Joint perception and planning for efficient obstacle avoidance using stereo vision

Conference Paper, Proceedings of (IROS) IEEE/RSJ International Conference on Intelligent Robots and Systems, pp. 1026 - 1031, September, 2017

Abstract

Stereo vision is commonly used for local obstacle avoidance of autonomous mobile robots: stereo images are first processed to yield a dense 3D reconstruction of the observed scene, which is then used for navigation planning. Such an approach, which we term Sequential Perception and Planning (SPP), results in significant unnecessary computations as the navigation planner only needs to explore a small part of the scene to compute the shortest obstacle-free path. In this paper, we introduce an approach to Joint Perception and Planning (JPP) using stereo vision, which performs disparity checks on demand, only as necessary while searching on a planning graph. Furthermore, obstacle checks for navigation planning do not require full 3D reconstruction: we present in this paper how obstacle queries can be decomposed into a sequence of confident positive stereo matches and confident negative stereo matches, which are significantly faster to compute than the exact depth of points. The resulting complete JPP formulation is significantly faster than SPP, while still maintaining correctness of planning. We also show how the JPP works with different planners, including search-based and sampling-based planners.

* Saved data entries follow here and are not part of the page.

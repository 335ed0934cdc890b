//! Workflow service for journal entry state transitions.
//!
//! Draft --post--> Posted --reverse--> Reversed (terminal)

use chrono::{DateTime, Utc};
use tally_shared::types::{ActorId, JournalEntryId};

use crate::ledger::{EntryStatus, JournalEntry, LedgerError};

/// Stateless service for journal entry lifecycle transitions.
///
/// Guards take the current entry and return the error the transition
/// would produce; transitions return the updated entry without touching
/// storage.
pub struct WorkflowService;

impl WorkflowService {
    /// Check that an entry may be edited or deleted.
    ///
    /// # Errors
    ///
    /// Returns `NotDraft` unless the entry is a draft.
    pub fn ensure_draft(entry: &JournalEntry) -> Result<(), LedgerError> {
        match entry.status {
            EntryStatus::Draft => Ok(()),
            status => Err(LedgerError::NotDraft {
                id: entry.id,
                status,
            }),
        }
    }

    /// Check that an entry may be posted.
    ///
    /// # Errors
    ///
    /// Returns `AlreadyPosted` if the entry is Posted or Reversed.
    pub fn ensure_postable(entry: &JournalEntry) -> Result<(), LedgerError> {
        match entry.status {
            EntryStatus::Draft => Ok(()),
            EntryStatus::Posted | EntryStatus::Reversed => {
                Err(LedgerError::AlreadyPosted(entry.id))
            }
        }
    }

    /// Check that an entry may be reversed with the given reason.
    ///
    /// # Errors
    ///
    /// - `ReversalReasonRequired` if the reason is blank
    /// - `NotPosted` if the entry is a draft
    /// - `AlreadyReversed` if the entry is already reversed
    pub fn ensure_reversible(entry: &JournalEntry, reason: &str) -> Result<(), LedgerError> {
        if reason.trim().is_empty() {
            return Err(LedgerError::ReversalReasonRequired);
        }
        match entry.status {
            EntryStatus::Posted => Ok(()),
            EntryStatus::Draft => Err(LedgerError::NotPosted(entry.id)),
            EntryStatus::Reversed => Err(LedgerError::AlreadyReversed(entry.id)),
        }
    }

    /// Returns the entry as it reads once posted.
    #[must_use]
    pub fn posted(entry: &JournalEntry, posted_by: ActorId, posted_at: DateTime<Utc>) -> JournalEntry {
        JournalEntry {
            status: EntryStatus::Posted,
            posted_at: Some(posted_at),
            posted_by: Some(posted_by),
            updated_at: posted_at,
            ..entry.clone()
        }
    }

    /// Returns the original entry as it reads once reversed.
    #[must_use]
    pub fn reversed(
        entry: &JournalEntry,
        reversal_id: JournalEntryId,
        reason: &str,
        reversed_by: ActorId,
        reversed_at: DateTime<Utc>,
    ) -> JournalEntry {
        JournalEntry {
            status: EntryStatus::Reversed,
            reversed_by: Some(reversal_id),
            reversal_reason: Some(reason.trim().to_string()),
            reversed_at: Some(reversed_at),
            reversed_by_actor: Some(reversed_by),
            updated_at: reversed_at,
            ..entry.clone()
        }
    }
}

#[cfg(test)]
mod tests {
    use super::*;
    use crate::ledger::{JournalLine, Side};
    use chrono::NaiveDate;
    use rust_decimal_macros::dec;
    use tally_shared::types::AccountId;

    fn entry(status: EntryStatus) -> JournalEntry {
        let lines = vec![
            JournalLine {
                line_no: 1,
                account_id: AccountId::new(),
                side: Side::Debit,
                amount: dec!(10),
                description: None,
            },
            JournalLine {
                line_no: 2,
                account_id: AccountId::new(),
                side: Side::Credit,
                amount: dec!(10),
                description: None,
            },
        ];
        let mut entry = JournalEntry::draft(
            NaiveDate::from_ymd_opt(2026, 2, 1).unwrap(),
            "JV-7".into(),
            "rent".into(),
            lines,
            ActorId::new(),
            Utc::now(),
        );
        entry.status = status;
        entry
    }

    #[test]
    fn test_draft_guard() {
        assert!(WorkflowService::ensure_draft(&entry(EntryStatus::Draft)).is_ok());
        assert!(matches!(
            WorkflowService::ensure_draft(&entry(EntryStatus::Posted)),
            Err(LedgerError::NotDraft {
                status: EntryStatus::Posted,
                ..
            })
        ));
    }

    #[test]
    fn test_post_guard() {
        assert!(WorkflowService::ensure_postable(&entry(EntryStatus::Draft)).is_ok());
        for status in [EntryStatus::Posted, EntryStatus::Reversed] {
            let e = entry(status);
            assert_eq!(
                WorkflowService::ensure_postable(&e),
                Err(LedgerError::AlreadyPosted(e.id))
            );
        }
    }

    #[test]
    fn test_reverse_guard() {
        let posted = entry(EntryStatus::Posted);
        assert!(WorkflowService::ensure_reversible(&posted, "duplicate").is_ok());
        assert_eq!(
            WorkflowService::ensure_reversible(&posted, "   "),
            Err(LedgerError::ReversalReasonRequired)
        );

        let draft = entry(EntryStatus::Draft);
        assert_eq!(
            WorkflowService::ensure_reversible(&draft, "x"),
            Err(LedgerError::NotPosted(draft.id))
        );

        let reversed = entry(EntryStatus::Reversed);
        assert_eq!(
            WorkflowService::ensure_reversible(&reversed, "x"),
            Err(LedgerError::AlreadyReversed(reversed.id))
        );
    }

    #[test]
    fn test_posted_transition_records_audit() {
        let draft = entry(EntryStatus::Draft);
        let actor = ActorId::new();
        let at = Utc::now();
        let posted = WorkflowService::posted(&draft, actor, at);
        assert_eq!(posted.status, EntryStatus::Posted);
        assert_eq!(posted.posted_by, Some(actor));
        assert_eq!(posted.posted_at, Some(at));
        assert_eq!(posted.lines, draft.lines);
    }

    #[test]
    fn test_reversed_transition_links_sibling() {
        let original = entry(EntryStatus::Posted);
        let sibling = JournalEntryId::new();
        let reversed =
            WorkflowService::reversed(&original, sibling, " typo ", ActorId::new(), Utc::now());
        assert_eq!(reversed.status, EntryStatus::Reversed);
        assert_eq!(reversed.reversed_by, Some(sibling));
        assert_eq!(reversed.reversal_reason.as_deref(), Some("typo"));
    }
}
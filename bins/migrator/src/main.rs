//! Database migration runner for Tally.
//!
//! Usage:
//!   migrator up      - Apply the ledger schema
//!   migrator down    - Roll back the last migration
//!   migrator status  - Show migration status
//!   migrator fresh   - Drop everything and re-apply
//!
//! The connection string comes from `DATABASE_URL` (a `.env` file is honored).

use sea_orm_migration::prelude::*;
use tally_db::migration::Migrator;

#[tokio::main]
async fn main() {
    dotenvy::dotenv().ok();

    // The migrator CLI sets up its own tracing
    cli::run_cli(Migrator).await;
}
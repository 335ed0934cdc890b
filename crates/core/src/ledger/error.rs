//! Ledger error types.
//!
//! Every failure the engine can report is one variant of [`LedgerError`].
//! Variants are grouped into an [`ErrorKind`] that the boundary layer maps to
//! [`AppError`].

use chrono::NaiveDate;
use rust_decimal::Decimal;
use serde::{Deserialize, Serialize};
use std::fmt;
use tally_shared::AppError;
use tally_shared::types::{AccountId, JournalEntryId};
use thiserror::Error;

use super::types::EntryStatus;

/// What is wrong with a single entry line.
#[derive(Debug, Clone, Copy, PartialEq, Eq, Serialize, Deserialize)]
pub enum LineDefect {
    /// A debit or credit amount is below zero.
    Negative,
    /// Both debit and credit are positive.
    BothSides,
    /// Neither debit nor credit is positive.
    NoAmount,
    /// The amount exceeds the largest storable line amount.
    TooLarge,
    /// The amount has more than four decimal places.
    TooPrecise,
}

impl fmt::Display for LineDefect {
    fn fmt(&self, f: &mut fmt::Formatter<'_>) -> fmt::Result {
        f.write_str(match self {
            Self::Negative => "amount cannot be negative",
            Self::BothSides => "line must specify either debit or credit, not both",
            Self::NoAmount => "line must have a positive debit or credit",
            Self::TooLarge => "amount exceeds 999999999999999.9999",
            Self::TooPrecise => "amount cannot have more than 4 decimal places",
        })
    }
}

/// Family an error belongs to.
#[derive(Debug, Clone, Copy, PartialEq, Eq, Hash, Serialize, Deserialize)]
pub enum ErrorKind {
    /// Input rejected before any write.
    Validation,
    /// Operation not legal in the current lifecycle state.
    State,
    /// Referenced entity does not exist.
    NotFound,
    /// A ledger identity does not hold. Fatal.
    Consistency,
    /// Contention or timeout. Retryable.
    Concurrency,
    /// Storage backend failure.
    Storage,
}

/// Errors that can occur during ledger operations.
#[derive(Debug, Clone, PartialEq, Eq, Error)]
pub enum LedgerError {
    // ========== Validation Errors ==========
    /// Entry must have at least 2 lines.
    #[error("Journal entry must have at least 2 lines")]
    InsufficientLines,

    /// Entry is not balanced (debits != credits).
    #[error("Journal entry is not balanced. Debit: {debit}, Credit: {credit}")]
    UnbalancedEntry {
        /// Total debit amount.
        debit: Decimal,
        /// Total credit amount.
        credit: Decimal,
    },

    /// A line has an invalid amount shape.
    #[error("Line {line_no}: {defect}")]
    InvalidLine {
        /// 1-based line number.
        line_no: u32,
        /// What is wrong with the line.
        defect: LineDefect,
    },

    /// A total does not fit in the decimal range.
    #[error("Amount total exceeds the supported range")]
    AmountOverflow,

    /// Lines reference accounts with different currencies.
    #[error("Journal entry mixes currencies {expected} and {found}")]
    CurrencyMismatch {
        /// Currency of the first line's account.
        expected: String,
        /// Conflicting currency.
        found: String,
    },

    /// Account code is empty or malformed.
    #[error("Invalid account code: {0:?}")]
    InvalidAccountCode(String),

    /// Currency is not a three-letter uppercase code.
    #[error("Invalid currency code: {0:?}")]
    InvalidCurrency(String),

    /// Reversal requires a non-empty reason.
    #[error("Reversal reason is required")]
    ReversalReasonRequired,

    /// Range start is after range end.
    #[error("Invalid date range: {from} is after {to}")]
    InvalidDateRange {
        /// Range start.
        from: NaiveDate,
        /// Range end.
        to: NaiveDate,
    },

    /// Account code already exists.
    #[error("Account code already exists: {0}")]
    DuplicateCode(String),

    /// Parent account missing or of a different type.
    #[error("Invalid parent account {parent_id}: {reason}")]
    InvalidParent {
        /// The requested parent.
        parent_id: AccountId,
        /// Why the parent was rejected.
        reason: String,
    },

    /// Account is referenced by draft entries.
    #[error("Account {account_id} is referenced by {drafts} draft entries")]
    HasOpenActivity {
        /// The account being deactivated.
        account_id: AccountId,
        /// Number of draft entries referencing it.
        drafts: u64,
    },

    // ========== State Errors ==========
    /// Entry has already been posted.
    #[error("Journal entry {0} is already posted")]
    AlreadyPosted(JournalEntryId),

    /// Entry has already been reversed.
    #[error("Journal entry {0} is already reversed")]
    AlreadyReversed(JournalEntryId),

    /// Entry has not been posted yet.
    #[error("Journal entry {0} is not posted")]
    NotPosted(JournalEntryId),

    /// Entry is not a draft and cannot be modified.
    #[error("Journal entry {id} is {status}, only drafts can be modified")]
    NotDraft {
        /// The entry.
        id: JournalEntryId,
        /// Its current status.
        status: EntryStatus,
    },

    /// Ledger lines for this entry already exist.
    #[error("Ledger lines for journal entry {0} already exist")]
    EntryAlreadyPosted(JournalEntryId),

    /// Account is frozen after a consistency violation.
    #[error("Account {0} is frozen pending investigation")]
    AccountFrozen(AccountId),

    // ========== Not Found Errors ==========
    /// Journal entry not found.
    #[error("Journal entry not found: {0}")]
    NotFound(JournalEntryId),

    /// Account not found.
    #[error("Account not found: {0}")]
    AccountNotFound(AccountId),

    /// Entry line references a missing or inactive account.
    #[error("Unknown or inactive account: {0}")]
    UnknownAccount(AccountId),

    // ========== Consistency Errors ==========
    /// Trial balance columns disagree.
    #[error("Trial balance as of {as_of} does not balance. Debit: {debit}, Credit: {credit}")]
    TrialBalanceMismatch {
        /// Report date.
        as_of: NaiveDate,
        /// Debit column total.
        debit: Decimal,
        /// Credit column total.
        credit: Decimal,
    },

    /// Balance sheet equation does not hold.
    #[error(
        "Balance sheet as of {as_of} does not balance. Assets: {assets}, Liabilities + Equity: {liabilities_and_equity}"
    )]
    BalanceSheetMismatch {
        /// Report date.
        as_of: NaiveDate,
        /// Total assets.
        assets: Decimal,
        /// Total liabilities plus equity.
        liabilities_and_equity: Decimal,
    },

    // ========== Concurrency Errors ==========
    /// Could not acquire account locks in time.
    #[error("Timed out after {timeout_ms}ms waiting for account locks")]
    PostingTimeout {
        /// Configured timeout.
        timeout_ms: u64,
    },

    /// Concurrent modification detected.
    #[error("Concurrent modification detected, please retry")]
    ConcurrentModification,

    // ========== Storage Errors ==========
    /// Storage backend error.
    #[error("Storage error: {0}")]
    Storage(String),
}

impl LedgerError {
    /// Returns the family this error belongs to.
    #[must_use]
    pub const fn kind(&self) -> ErrorKind {
        match self {
            Self::InsufficientLines
            | Self::UnbalancedEntry { .. }
            | Self::InvalidLine { .. }
            | Self::AmountOverflow
            | Self::CurrencyMismatch { .. }
            | Self::InvalidAccountCode(_)
            | Self::InvalidCurrency(_)
            | Self::ReversalReasonRequired
            | Self::InvalidDateRange { .. }
            | Self::DuplicateCode(_)
            | Self::InvalidParent { .. }
            | Self::HasOpenActivity { .. } => ErrorKind::Validation,

            Self::AlreadyPosted(_)
            | Self::AlreadyReversed(_)
            | Self::NotPosted(_)
            | Self::NotDraft { .. }
            | Self::EntryAlreadyPosted(_)
            | Self::AccountFrozen(_) => ErrorKind::State,

            Self::NotFound(_) | Self::AccountNotFound(_) | Self::UnknownAccount(_) => {
                ErrorKind::NotFound
            }

            Self::TrialBalanceMismatch { .. } | Self::BalanceSheetMismatch { .. } => {
                ErrorKind::Consistency
            }

            Self::PostingTimeout { .. } | Self::ConcurrentModification => ErrorKind::Concurrency,

            Self::Storage(_) => ErrorKind::Storage,
        }
    }

    /// Returns the error code for API responses.
    #[must_use]
    pub const fn error_code(&self) -> &'static str {
        match self {
            Self::InsufficientLines => "INSUFFICIENT_LINES",
            Self::UnbalancedEntry { .. } => "UNBALANCED_ENTRY",
            Self::InvalidLine { .. } => "INVALID_LINE",
            Self::AmountOverflow => "AMOUNT_OVERFLOW",
            Self::CurrencyMismatch { .. } => "CURRENCY_MISMATCH",
            Self::InvalidAccountCode(_) => "INVALID_ACCOUNT_CODE",
            Self::InvalidCurrency(_) => "INVALID_CURRENCY",
            Self::ReversalReasonRequired => "REVERSAL_REASON_REQUIRED",
            Self::InvalidDateRange { .. } => "INVALID_DATE_RANGE",
            Self::DuplicateCode(_) => "DUPLICATE_CODE",
            Self::InvalidParent { .. } => "INVALID_PARENT",
            Self::HasOpenActivity { .. } => "HAS_OPEN_ACTIVITY",
            Self::AlreadyPosted(_) => "ALREADY_POSTED",
            Self::AlreadyReversed(_) => "ALREADY_REVERSED",
            Self::NotPosted(_) => "NOT_POSTED",
            Self::NotDraft { .. } => "NOT_DRAFT",
            Self::EntryAlreadyPosted(_) => "ENTRY_ALREADY_POSTED",
            Self::AccountFrozen(_) => "ACCOUNT_FROZEN",
            Self::NotFound(_) => "ENTRY_NOT_FOUND",
            Self::AccountNotFound(_) => "ACCOUNT_NOT_FOUND",
            Self::UnknownAccount(_) => "UNKNOWN_ACCOUNT",
            Self::TrialBalanceMismatch { .. } => "TRIAL_BALANCE_MISMATCH",
            Self::BalanceSheetMismatch { .. } => "BALANCE_SHEET_MISMATCH",
            Self::PostingTimeout { .. } => "POSTING_TIMEOUT",
            Self::ConcurrentModification => "CONCURRENT_MODIFICATION",
            Self::Storage(_) => "STORAGE_ERROR",
        }
    }

    /// Returns true if this error is retryable.
    #[must_use]
    pub const fn is_retryable(&self) -> bool {
        matches!(self.kind(), ErrorKind::Concurrency)
    }

    /// Returns true if this error signals a broken ledger identity.
    #[must_use]
    pub const fn is_fatal(&self) -> bool {
        matches!(self.kind(), ErrorKind::Consistency)
    }
}

impl From<LedgerError> for AppError {
    fn from(err: LedgerError) -> Self {
        let message = err.to_string();
        match err.kind() {
            ErrorKind::Validation => Self::Validation(message),
            ErrorKind::State => Self::State(message),
            ErrorKind::NotFound => Self::NotFound(message),
            ErrorKind::Consistency => Self::Consistency(message),
            ErrorKind::Concurrency => Self::Concurrency(message),
            ErrorKind::Storage => Self::Database(message),
        }
    }
}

We present extensive experimental results from real robot data and simulation experiments, demonstrating that the JPP requires less than 10% of the disparity computations required by SPP.

BibTeX

@conference{Ghosh-2017-126655,
author = {Sourish Ghosh and Joydeep Biswas},
title = {Joint perception and planning for efficient obstacle avoidance using stereo vision},
booktitle = {Proceedings of (IROS) IEEE/RSJ International Conference on Intelligent Robots and Systems},
year = {2017},
month = {September},
pages = {1026 - 1031},
}